Deductions & credits

@macuser_22 

IRS publication 504 is quoted below.

I am assuming that there is a QDRO as part of this divorce. Normally, with a QDRO, an IRA or a pension is divided between the spouses and the funds belonging to the ex are placed in an account in the ex’s name and the ex gets their own separate 1099-R for the distributions.

 

Here, the payer (DFAS) will not separate the accounts and issue a separate 1099R if the spouses were married less than 10 years.  That does not mean that the QDRO does not apply or that the military spouse is required to pay taxes on the full pension benefit.   The QDRO still applies and the taxpayer is only responsible for income tax on the portion of the pension benefit they actually receive.   But lacking the proper paperwork, the question is how should the military spouse report their pension payment so that they only pay tax on the portion that is assigned to them under the QDRO. 
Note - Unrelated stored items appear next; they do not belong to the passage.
use super::*;

/// Serializable representation of CirculantGRU cell weights.
///
/// Only the base parameters are stored; the derived update-gate block is synthesized again on
/// the next forward call.
///
/// # Fields
///
/// - `block_size` - Tile side of the update-gate weight synthesis
/// - `weight` - Combined (input_dim + units) x 3 * units weight stored as nested vectors
/// - `bias` - Combined bias of length 3 * units
#[derive(Debug, Clone, PartialEq, Serialize, Deserialize)]
pub struct SerializableCirculantGRUWeight {
    pub block_size: usize,
    pub weight: Vec<Vec<f64>>,
    pub bias: Vec<f64>,
}

impl SerializableCirculantGRUWeight {
    /// Captures the current parameters of `cell`.
    pub fn from_layer(cell: &CirculantGRU) -> Self {
        Self {
            block_size: cell.block_size(),
            weight: array2_to_vec2(cell.weight()),
            bias: cell.bias().to_vec(),
        }
    }
}

impl ApplyWeights<CirculantGRU> for SerializableCirculantGRUWeight {
    fn apply_to_layer(&self, layer: &mut CirculantGRU) -> Result<(), IoError> {
        if self.block_size != layer.block_size() {
            return Err(IoError::ModelError(ModelError::InputValidationError(format!(
                "checkpoint uses block_size {} but the cell uses {}",
                self.block_size,
                layer.block_size()
            ))));
        }
        let weight_array = vec2_to_array2(&self.weight)?;
        layer.set_weights(weight_array, vec_to_array1(&self.bias))?;
        Ok(())
    }
}
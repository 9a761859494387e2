use crate::error::ModelError;
use crate::neural_network::neural_network_trait::{Optimizer, Parameterized};
use ndarray::{Array1, ArrayView1, ArrayViewMut1, Zip, s};

/// Threshold for switching between sequential and parallel optimizer updates.
/// For parameter vectors shorter than this, sequential computation is used
/// to avoid parallelization overhead.
const OPTIMIZER_PARALLEL_THRESHOLD: usize = 1024;

/// Adam optimizer operating on flat parameter vectors
pub mod adam;
/// Input validation functions for optimizer hyperparameters
mod input_validation_function;
/// RMSprop optimizer operating on flat parameter vectors
pub mod rms_prop;

pub use adam::*;
use input_validation_function::*;
pub(crate) use input_validation_function::validate_learning_rate;
pub use rms_prop::*;

/// Clamps every gradient element to `[-clip, clip]` in place.
///
/// # Parameters
///
/// - `gradients` - Flat gradient vector
/// - `clip` - Positive clipping bound
///
/// # Errors
///
/// - `ModelError::InputValidationError` - If `clip` is not positive and finite
pub fn clip_gradients(mut gradients: ArrayViewMut1<'_, f64>, clip: f64) -> Result<(), ModelError> {
    validate_positive_finite(clip, "grad_clip")?;
    if gradients.len() >= OPTIMIZER_PARALLEL_THRESHOLD {
        gradients.par_mapv_inplace(|g| g.clamp(-clip, clip));
    } else {
        gradients.mapv_inplace(|g| g.clamp(-clip, clip));
    }
    Ok(())
}

/// Concatenates all parameters of `model` into one vector, in `parameters()` order.
pub fn flatten_parameters<P: Parameterized + ?Sized>(model: &P) -> Array1<f64> {
    model
        .parameters()
        .iter()
        .flat_map(|p| p.iter().cloned())
        .collect()
}

/// Concatenates all accumulated gradients of `model` into one vector, in `parameters()` order.
pub fn flatten_gradients<P: Parameterized + ?Sized>(model: &P) -> Array1<f64> {
    model
        .gradients()
        .iter()
        .flat_map(|g| g.iter().cloned())
        .collect()
}

/// Writes a flat vector produced by [`flatten_parameters`] back into `model`.
///
/// # Parameters
///
/// - `model` - Model receiving the parameters
/// - `flat` - Flat parameter vector with exactly `model.param_count()` elements
///
/// # Errors
///
/// - `ModelError::InputValidationError` - If the length of `flat` differs from the parameter count
pub fn load_flat_parameters<P: Parameterized + ?Sized>(
    model: &mut P,
    flat: ArrayView1<'_, f64>,
) -> Result<(), ModelError> {
    let expected = model.param_count();
    if flat.len() != expected {
        return Err(ModelError::InputValidationError(format!(
            "flat parameter vector has {} elements, model has {}",
            flat.len(),
            expected
        )));
    }
    let mut offset = 0;
    for mut param in model.parameters_mut() {
        let len = param.len();
        param
            .iter_mut()
            .zip(flat.slice(s![offset..offset + len]))
            .for_each(|(p, &v)| *p = v);
        offset += len;
    }
    Ok(())
}

/// Checks that a flat update has matching lengths and sizes per-parameter state lazily.
fn prepare_state(
    state: &mut Array1<f64>,
    parameters: &ArrayViewMut1<'_, f64>,
    gradients: &ArrayView1<'_, f64>,
) -> Result<(), ModelError> {
    if parameters.len() != gradients.len() {
        return Err(ModelError::InputValidationError(format!(
            "parameter vector has {} elements but gradient vector has {}",
            parameters.len(),
            gradients.len()
        )));
    }
    if state.is_empty() {
        *state = Array1::zeros(parameters.len());
    } else if state.len() != parameters.len() {
        return Err(ModelError::InputValidationError(format!(
            "optimizer state was sized for {} parameters, got {}",
            state.len(),
            parameters.len()
        )));
    }
    Ok(())
}

fn parameters_len_is_large(gradients: &ArrayView1<'_, f64>) -> bool {
    gradients.len() >= OPTIMIZER_PARALLEL_THRESHOLD
}
pub use crate::dataset::{CharSequenceLoader, Split, SplitFractions, Vocabulary};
(Of course, if there is no QDRO, the taxpayer needs to get one ASAP, even if DFAS won’t honor it. The taxpayer needs the QDRO to demonstrate the IRS that they do not owe income tax on the full pension.  A QDRO is not necessarily a separate piece of paper, the divorce judgment may qualify on its own depending on state law.)

 

Qualified Domestic Relations Order

A qualified domestic relations order (QDRO) is a judgment, decree, or court order (including an approved property settlement agreement) issued under a state's domestic relations law that:

  • Recognizes someone other than a participant as having a right to receive benefits from a qualified retirement plan (such as most pension and profit-sharing plans) or a tax-sheltered annuity;

  • Relates to payment of child support, alimony, or marital property rights to a spouse, former spouse, child, or other dependent of the participant; and

  • Specifies certain information, including the amount or part of the participant's benefits to be paid to the participant's spouse, former spouse, child, or other dependent.

 

 

Benefits paid to a spouse or former spouse.

Benefits paid under a QDRO to the plan participant's spouse or former spouse must generally be included in the spouse's or former spouse's income. If the participant contributed to the retirement plan, a prorated share of the participant's cost (investment in the contract) is used to figure the taxable amount.